NEW YORK – This time, it might not be Yankee Stadium, or the pinstriped action heroes who play here. This time, it might just be the Twins.
Whatever the reason, the outcome was the same as ever: Yankees win, Twins lose, put another log on the bonfire. Miguel Andujar and Giancarlo Stanton homered off Jake Odorizzi, Didi Gregorius slashed a grand slam off Tyler Kinley, Tyler Austin connected against emergency pitcher Ryan LaMarre, and New York walloped the Twins 14-1 for the Yankees' 10th victory in the teams' past 11 meetings in this haunted house.
Yet if this never-competitive humdrum was a frustrating continuation of a trend, it seems unnecessary to hearken back to the days when Aaron Hicks was playing for the visitors instead of the home team. Losing in Yankee Stadium, the Twins are used to. Getting blown out, it happens, though this was the Twins' most lopsided bloodbath against the Yankees since 2003. But appearing so overmatched at the plate, that's relatively new and far more unexpected.
The Twins added six scant hits to their meager road-trip total, including back-to-back singles in the fifth inning by Jason Castro and Brian Dozier that produced their lone run. Other than that, they mostly flailed at Masahiro Tanaka's ever-moving pitches, striking out five times and extending their road-trip skid to 8-for-47 with runners in scoring position.
The ugly trend: the Twins have played 62 innings since departing the Twin Cities, and in only two of them have they scored more than one run. That's not particularly surprising, given how they have also managed to scatter their hits; they have strung three hits together in an inning only twice in six games, and only one of those "uprisings" included an extra-base hit.

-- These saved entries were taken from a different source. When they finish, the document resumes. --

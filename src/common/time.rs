use chrono::{DateTime, NaiveDateTime, Utc};

/// Parse a timestamp as emitted by the API.
///
/// The endpoints serialize database timestamps without an offset
/// (`2024-05-01T10:00:00.123456`); those are taken as UTC. RFC 3339 strings
/// with an explicit offset are accepted too.
pub fn parse_timestamp(raw: &str) -> Option<DateTime<Utc>> {
    let raw = raw.trim();
    if let Ok(parsed) = DateTime::parse_from_rfc3339(raw) {
        return Some(parsed.with_timezone(&Utc));
    }

    NaiveDateTime::parse_from_str(raw, "%Y-%m-%dT%H:%M:%S%.f")
        .or_else(|_| NaiveDateTime::parse_from_str(raw, "%Y-%m-%d %H:%M:%S%.f"))
        .ok()
        .map(|naive| naive.and_utc())
}

/// Human readable presence line for a contact.
pub fn format_last_seen(
    last_seen: Option<DateTime<Utc>>,
    is_online: Option<bool>,
    now: DateTime<Utc>,
) -> String {
    if is_online == Some(true) {
        return "online".to_string();
    }

    let Some(last_seen) = last_seen else {
        return "last seen a long time ago".to_string();
    };

    let elapsed = now.signed_duration_since(last_seen);
    let minutes = elapsed.num_minutes().max(0);
    if minutes < 60 {
        format!("last seen {minutes} min ago")
    } else {
        format!("last seen {} h ago", elapsed.num_hours())
    }
}

/// `serde(with = ...)` adapter for a nullable timestamp field.
pub mod optional {
    use chrono::{DateTime, Utc};
    use serde::{Deserialize, Deserializer, Serializer, de::Error};

    pub fn serialize<S: Serializer>(
        value: &Option<DateTime<Utc>>,
        serializer: S,
    ) -> Result<S::Ok, S::Error> {
        match value {
            Some(value) => serializer.serialize_some(&value.to_rfc3339()),
            None => serializer.serialize_none(),
        }
    }

    pub fn deserialize<'de, D: Deserializer<'de>>(
        deserializer: D,
    ) -> Result<Option<DateTime<Utc>>, D::Error> {
        match Option::<String>::deserialize(deserializer)? {
            Some(raw) => super::parse_timestamp(&raw)
                .map(Some)
                .ok_or_else(|| D::Error::custom(format!("invalid timestamp `{raw}`"))),
            None => Ok(None),
        }
    }
}

#[cfg(test)]
mod tests {
    use super::*;
    use chrono::{Duration, TimeZone};

    #[test]
    fn naive_timestamps_are_read_as_utc() {
        let parsed = parse_timestamp("2024-05-01T10:00:00.123456").unwrap();
        assert_eq!(
            parsed.timestamp(),
            Utc.with_ymd_and_hms(2024, 5, 1, 10, 0, 0).unwrap().timestamp()
        );

        let without_fraction = parse_timestamp("2024-05-01T10:00:00").unwrap();
        assert_eq!(without_fraction, Utc.with_ymd_and_hms(2024, 5, 1, 10, 0, 0).unwrap());
    }

    #[test]
    fn offsets_are_normalized() {
        let parsed = parse_timestamp("2024-05-01T13:00:00+03:00").unwrap();
        assert_eq!(parsed, Utc.with_ymd_and_hms(2024, 5, 1, 10, 0, 0).unwrap());
        assert!(parse_timestamp("yesterday").is_none());
    }

    #[test]
    fn presence_lines() {
        let now = Utc.with_ymd_and_hms(2024, 5, 1, 12, 0, 0).unwrap();

        assert_eq!(format_last_seen(Some(now), Some(true), now), "online");
        assert_eq!(format_last_seen(None, Some(false), now), "last seen a long time ago");
        assert_eq!(
            format_last_seen(Some(now - Duration::minutes(5)), None, now),
            "last seen 5 min ago"
        );
        assert_eq!(
            format_last_seen(Some(now - Duration::minutes(150)), Some(false), now),
            "last seen 2 h ago"
        );
    }
}
use eframe::egui;

use crate::common::Badge;

const DEVELOPER_COLOR: egui::Color32 = egui::Color32::from_rgb(14, 165, 233);
const FRIEND_COLOR: egui::Color32 = egui::Color32::from_rgb(34, 197, 94);

/// Vòng tròn chữ cái đầu thay cho ảnh đại diện.
pub fn avatar(ui: &mut egui::Ui, initials: &str, online: bool) {
    let size = egui::vec2(32.0, 32.0);
    let (rect, _) = ui.allocate_exact_size(size, egui::Sense::hover());
    let painter = ui.painter();
    painter.circle_filled(rect.center(), 16.0, ui.visuals().widgets.inactive.bg_fill);
    painter.text(
        rect.center(),
        egui::Align2::CENTER_CENTER,
        initials,
        egui::FontId::proportional(13.0),
        ui.visuals().text_color(),
    );
    if online {
        let dot = rect.right_bottom() - egui::vec2(4.0, 4.0);
        painter.circle_filled(dot, 4.0, egui::Color32::GREEN);
    }
}

pub fn badge(ui: &mut egui::Ui, badge: Option<Badge>) {
    let Some(badge) = badge else {
        return;
    };

    let (mark, color) = match badge {
        Badge::Developer => ("✔✔", DEVELOPER_COLOR),
        Badge::Friend => ("✔", FRIEND_COLOR),
    };
    ui.colored_label(color, mark).on_hover_text(badge.title());
}
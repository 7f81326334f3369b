use std::fs;
use std::path::Path;

use serde::Deserialize;

pub const DEFAULT_CONFIG_PATH: &str = "config/client.json";

const DEFAULT_AUTH_URL: &str =
    "https://functions.poehali.dev/6f04c3dd-35e6-44d1-b712-5573fee6857d";
const DEFAULT_USERS_URL: &str =
    "https://functions.poehali.dev/2c31383a-db1f-4ce4-9db7-6aa4fa45a043";
const DEFAULT_CHATS_URL: &str =
    "https://functions.poehali.dev/07fbc4dd-0a01-4f86-b4ce-ddfcc6311ba7";
const DEFAULT_MESSAGES_URL: &str =
    "https://functions.poehali.dev/877f60b1-4aaa-4207-a859-c814d6c25cb0";

/// URLs of the four remote functions.
#[derive(Debug, Clone, PartialEq, Deserialize)]
#[serde(default)]
pub struct Endpoints {
    pub auth: String,
    pub users: String,
    pub chats: String,
    pub messages: String,
}

impl Default for Endpoints {
    fn default() -> Self {
        Self {
            auth: DEFAULT_AUTH_URL.to_string(),
            users: DEFAULT_USERS_URL.to_string(),
            chats: DEFAULT_CHATS_URL.to_string(),
            messages: DEFAULT_MESSAGES_URL.to_string(),
        }
    }
}

#[derive(Debug, Clone, Default, PartialEq, Deserialize)]
pub struct AppConfig {
    #[serde(default)]
    pub endpoints: Endpoints,
    /// Không đặt = không có timeout
    #[serde(default)]
    pub request_timeout_secs: Option<u64>,
}

impl AppConfig {
    /// Apply `FRIENDSMESS_*` overrides. `lookup` is `std::env::var` in
    /// production.
    pub fn apply_overrides<F>(&mut self, lookup: F)
    where
        F: Fn(&str) -> Option<String>,
    {
        let targets = [
            ("FRIENDSMESS_AUTH_URL", &mut self.endpoints.auth),
            ("FRIENDSMESS_USERS_URL", &mut self.endpoints.users),
            ("FRIENDSMESS_CHATS_URL", &mut self.endpoints.chats),
            ("FRIENDSMESS_MESSAGES_URL", &mut self.endpoints.messages),
        ];
        for (key, target) in targets {
            if let Some(value) = lookup(key).filter(|value| !value.trim().is_empty()) {
                log::info!("Endpoint overridden by {key}");
                *target = value.trim().to_string();
            }
        }

        if let Some(raw) = lookup("FRIENDSMESS_TIMEOUT_SECS") {
            match raw.trim().parse::<u64>() {
                Ok(0) => self.request_timeout_secs = None,
                Ok(secs) => self.request_timeout_secs = Some(secs),
                Err(err) => log::warn!("Ignoring FRIENDSMESS_TIMEOUT_SECS `{raw}`: {err}"),
            }
        }
    }
}

pub fn load_config(path: &str) -> AppConfig {
    let path = Path::new(path);
    match fs::read_to_string(path) {
        Ok(content) => match serde_json::from_str::<AppConfig>(&content) {
            Ok(config) => config,
            Err(err) => {
                log::warn!("Failed to parse config file {}: {err}", path.display());
                AppConfig::default()
            }
        },
        Err(err) => {
            log::info!(
                "Config file {} not found ({err}); using defaults",
                path.display()
            );
            AppConfig::default()
        }
    }
}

"Guys are pressing a little bit, you can start to feel it," manager Paul Molitor said. "Tanaka has a way of getting us to expand [the strike zone], as much as you try to gameplan. We still had numerous swings on pitches out of the zone to help him out."
The Yankees never need the help, not with the Twins' long history (and recent revival) of losing to them. New York holds a 51-21 advantage since 2008, plus a 13-2 postseason edge all-time. Blame Tanaka's workmanlike effort, or Jake Odorizzi's inability to finish off a couple of critical at-bats, if you like, but the Twins' bats remain frozen, even as Minnesota's turf finally thaws.
"It has been tough. We've tried to compete and stay with these games, but we've been playing from behind a lot. That can be trying if you do it day after day," Molitor said. "We have faced a lot of good pitching … But you've got to try to find a way."